19世紀の婦人を虜にしたイケメンピアニスト「リスト」の悲しい末路

author: 渋谷ゆう子date: 2021/12/05

クラシック音楽史上最もモテた、スーパーイケメンピアニストで作曲家のフランツ・リスト。細身で長身、肩まであるストレートヘアをさらっとかきあげて顎をそらせ、筋の通った鼻先から流した目線の先に鍵盤を見る。そしておもむろにピアノに手を置き、その長く美しい指を動かし始める。女性たちはみな、その仕草と音に一瞬にして心を奪われる。演奏に熱狂しすぎて失神するものまでいる。

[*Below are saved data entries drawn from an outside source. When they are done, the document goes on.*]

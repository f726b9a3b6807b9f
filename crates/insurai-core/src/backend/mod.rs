//! Pluggable analysis backend abstraction
//!
//! # Architecture
//!
//! - `AnalysisBackend` trait: the single operation every backend provides
//! - `AnalysisClient` enum: concrete wrapper providing Clone + compile-time dispatch
//! - Backend implementations: `HttpBackend` (the remote API) and `DemoBackend`
//!   (local synthesis with a simulated delay)

mod demo;
mod http;

pub use demo::DemoBackend;
pub use http::{HttpBackend, DEMO_PASSWORD_HEADER};

use async_trait::async_trait;

use crate::config::AppConfig;
use crate::error::Result;
use crate::models::{AnalysisRequest, AnalysisResult};

/// Trait defining the interface for all analysis backends
#[async_trait]
pub trait AnalysisBackend: Send + Sync {
    /// Analyze a policy and return the structured result
    async fn analyze(&self, request: &AnalysisRequest) -> Result<AnalysisResult>;

    /// Whether results from this backend are fabricated locally
    fn is_demo(&self) -> bool;

    /// Where requests go (for logging)
    fn host(&self) -> &str;
}

/// Concrete analysis client enum
#[derive(Clone)]
pub enum AnalysisClient {
    /// Remote analysis API
    Http(HttpBackend),
    /// Locally synthesized results
    Demo(DemoBackend),
}

impl AnalysisClient {
    /// Pick the backend the configuration calls for
    ///
    /// Demo mode is used when no password is configured or demo is forced.
    pub fn from_config(config: &AppConfig) -> Result<Self> {
        if config.demo_mode() {
            Ok(AnalysisClient::Demo(DemoBackend::new(config.simulated_delay)))
        } else {
            Ok(AnalysisClient::Http(HttpBackend::from_config(config)?))
        }
    }
}

#[async_trait]
impl AnalysisBackend for AnalysisClient {
    async fn analyze(&self, request: &AnalysisRequest) -> Result<AnalysisResult> {
        match self {
            AnalysisClient::Http(b) => b.analyze(request).await,
            AnalysisClient::Demo(b) => b.analyze(request).await,
        }
    }

    fn is_demo(&self) -> bool {
        match self {
            AnalysisClient::Http(b) => b.is_demo(),
            AnalysisClient::Demo(b) => b.is_demo(),
        }
    }

    fn host(&self) -> &str {
        match self {
            AnalysisClient::Http(b) => b.host(),
            AnalysisClient::Demo(b) => b.host(),
        }
    }
}
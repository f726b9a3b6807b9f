//! InsurAI CLI - Insurance policy analyzer
//!
//! Usage:
//!   insurai analyze --file policy.txt    Analyze a policy
//!   insurai analyze --sample --demo      Try the bundled sample offline
//!   insurai quota                        Show today's live analysis usage
//!   insurai config                       Show the effective configuration

mod cli;
mod commands;

#[cfg(test)]
mod tests;

use anyhow::Result;
use clap::Parser;
use tracing_subscriber::{fmt, prelude::*, EnvFilter};

use cli::*;

#[tokio::main]
async fn main() -> Result<()> {
    let cli = Cli::parse();

    // Set up logging
    // Priority: RUST_LOG env var > --verbose flag > default (info)
    let filter = if std::env::var("RUST_LOG").is_ok() {
        EnvFilter::from_default_env()
    } else if cli.verbose {
        EnvFilter::new("debug")
    } else {
        EnvFilter::new("info")
    };

    tracing_subscriber::registry()
        .with(filter)
        .with(fmt::layer().with_target(false).compact())
        .init();

    let config = commands::load_config(
        cli.config.as_deref(),
        cli.api_url.as_deref(),
        cli.password.as_deref(),
    )?;

    match cli.command {
        Commands::Analyze {
            file,
            text,
            sample,
            policy_type,
            jurisdiction,
            demo,
            json,
        } => {
            let source = commands::PolicySource::from_args(file, text, sample);
            let store = commands::open_store(cli.db.as_deref())?;
            let options = commands::AnalyzeOptions {
                policy_type,
                jurisdiction,
                demo,
                json,
            };
            commands::cmd_analyze(config, store, &source, &options).await
        }
        Commands::Sample => commands::cmd_sample(),
        Commands::Quota => {
            let store = commands::open_store(cli.db.as_deref())?;
            commands::cmd_quota(&config, store)
        }
        Commands::Config => commands::cmd_config(&config, cli.config.as_deref()),
    }
}
//! Daily quota for live analysis calls
//!
//! The gate keeps two persisted values, the calendar day they belong to and
//! the number of live calls made on that day, and resets the count whenever
//! the stored day is not today. Persistence is pluggable through
//! [`QuotaStore`] so tests can use [`MemoryQuotaStore`].

mod sqlite;

pub use sqlite::SqliteQuotaStore;

use std::sync::{Arc, Mutex};

use chrono::{Local, NaiveDate};
use tracing::{debug, info};

use crate::error::{Error, Result};

/// Persistence for the quota counters (get/set date, get/set/increment count)
pub trait QuotaStore: Send + Sync {
    /// Day the stored count belongs to, if any
    fn get_date(&self) -> Result<Option<NaiveDate>>;

    fn set_date(&self, date: NaiveDate) -> Result<()>;

    /// Live calls recorded for the stored day (0 if nothing is stored)
    fn get_calls(&self) -> Result<u32>;

    fn set_calls(&self, calls: u32) -> Result<()>;

    /// Atomically add one call, returning the new count
    fn increment_calls(&self) -> Result<u32>;
}

/// Source of "today" for day-boundary checks
pub trait Clock: Send + Sync {
    fn today(&self) -> NaiveDate;
}

/// Local calendar day from the system clock
#[derive(Debug, Clone, Copy, Default)]
pub struct SystemClock;

impl Clock for SystemClock {
    fn today(&self) -> NaiveDate {
        Local::now().date_naive()
    }
}

/// Clock pinned to a settable day
#[derive(Debug)]
pub struct FixedClock {
    day: Mutex<NaiveDate>,
}

impl FixedClock {
    pub fn new(day: NaiveDate) -> Self {
        Self {
            day: Mutex::new(day),
        }
    }

    pub fn set(&self, day: NaiveDate) {
        let mut current = self.day.lock().unwrap_or_else(|e| e.into_inner());
        *current = day;
    }
}

impl Clock for FixedClock {
    fn today(&self) -> NaiveDate {
        *self.day.lock().unwrap_or_else(|e| e.into_inner())
    }
}

/// Snapshot of today's quota usage
#[derive(Debug, Clone, Copy, PartialEq, Eq)]
pub struct QuotaStatus {
    pub date: NaiveDate,
    pub calls_used: u32,
    pub remaining: u32,
    pub allowance: u32,
}

/// Computes and enforces the daily allowance of live calls
#[derive(Clone)]
pub struct QuotaGate {
    store: Arc<dyn QuotaStore>,
    clock: Arc<dyn Clock>,
    allowance: u32,
}

impl QuotaGate {
    pub fn new(store: Arc<dyn QuotaStore>, allowance: u32) -> Self {
        Self {
            store,
            clock: Arc::new(SystemClock),
            allowance,
        }
    }

    /// Replace the system clock (tests pin the day with [`FixedClock`])
    pub fn with_clock(mut self, clock: Arc<dyn Clock>) -> Self {
        self.clock = clock;
        self
    }

    pub fn allowance(&self) -> u32 {
        self.allowance
    }

    /// Live calls still allowed today
    pub fn remaining_calls_today(&self) -> Result<u32> {
        self.roll_over()?;
        let used = self.store.get_calls()?;
        Ok(self.allowance.saturating_sub(used))
    }

    /// Count one successful live call, returning the new remaining count
    pub fn record_call(&self) -> Result<u32> {
        self.roll_over()?;
        let used = self.store.increment_calls()?;
        let remaining = self.allowance.saturating_sub(used);
        debug!(used, remaining, "Recorded live analysis call");
        Ok(remaining)
    }

    pub fn status(&self) -> Result<QuotaStatus> {
        let date = self.roll_over()?;
        let calls_used = self.store.get_calls()?;
        Ok(QuotaStatus {
            date,
            calls_used,
            remaining: self.allowance.saturating_sub(calls_used),
            allowance: self.allowance,
        })
    }

    /// Reset the stored counters if they belong to another day; returns today
    fn roll_over(&self) -> Result<NaiveDate> {
        let today = self.clock.today();
        let stored = self.store.get_date()?;
        if stored != Some(today) {
            info!(
                stored = ?stored,
                today = %today,
                "New quota day, resetting live call count"
            );
            self.store.set_calls(0)?;
            self.store.set_date(today)?;
        }
        Ok(today)
    }
}

/// In-memory quota store
#[derive(Debug, Default)]
pub struct MemoryQuotaStore {
    state: Mutex<MemoryState>,
}

#[derive(Debug, Default)]
struct MemoryState {
    date: Option<NaiveDate>,
    calls: u32,
}

impl MemoryQuotaStore {
    pub fn new() -> Self {
        Self::default()
    }

    /// Start from previously stored values
    pub fn with_state(date: NaiveDate, calls: u32) -> Self {
        Self {
            state: Mutex::new(MemoryState {
                date: Some(date),
                calls,
            }),
        }
    }

    fn lock(&self) -> Result<std::sync::MutexGuard<'_, MemoryState>> {
        self.state
            .lock()
            .map_err(|_| Error::State("Failed to acquire quota store lock".into()))
    }
}

impl QuotaStore for MemoryQuotaStore {
    fn get_date(&self) -> Result<Option<NaiveDate>> {
        Ok(self.lock()?.date)
    }

    fn set_date(&self, date: NaiveDate) -> Result<()> {
        self.lock()?.date = Some(date);
        Ok(())
    }

    fn get_calls(&self) -> Result<u32> {
        Ok(self.lock()?.calls)
    }

    fn set_calls(&self, calls: u32) -> Result<()> {
        self.lock()?.calls = calls;
        Ok(())
    }

    fn increment_calls(&self) -> Result<u32> {
        let mut state = self.lock()?;
        state.calls = state.calls.saturating_add(1);
        Ok(state.calls)
    }
}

ピアノの上にリストの手袋や持ち物が忘れられていたら、それを奪い合う女性たちがもみくちゃになる。ピアノの貴公子リストは、ある意味全盛期のジャニーズタレントのようなものだった。

1911年 (0歳)
オーストリア帝国領ハンガリー王国に生まれる。

1822年 (11歳)
ウィーンに移住し、ウィーン音楽院でツェルニーやサリエリに師事。

1823年 (12歳)
ウィーンでコンサート開きベートーヴェンに絶賛される。

1835年 (24歳)
マリー・ダグー伯爵夫人と不倫逃避行。

1847年 (36歳)
カロリーネ・ツー・ザイン=ヴィトゲンシュタイン侯爵夫人と同棲。

1848年 (37歳)
ヴァイマールの宮廷楽長に就任。

1861年 (50歳)
カロリーネの離婚が成立、リスト結婚準備を行うも失敗。

1886年 (75歳)
バイロイトで死亡。

スキャンダラスな女性関係

キャーキャーと甲高い声と熱量に囲まれてピアノを弾き続けたリストは、案の定、まったく節操のない女性遍歴を繰り返していた。超絶モテ男は古今東西、迫られたら拒まないものである。周りにいるファンも、当時ピアノのリサイタルのためにサロンに通うような階級の女性たちである。家柄もよく、教養もあり、実家も太い。なかなかにチャーミングな方々なわけだ。選別する必要すらない。ウェルカム・リストワールドである。おまけに当時売れっ子ピアニストであるリストは、20代後半から30代半ばにかけて、ヨーロッパ各国で演奏旅行を行い、その数1000回以上に及ぶ。ヨーロッパ中を超絶技巧の演奏とそのルックスで女性を熱狂させ、また収益を存分にあげる精力的な作曲家でピアニストであった。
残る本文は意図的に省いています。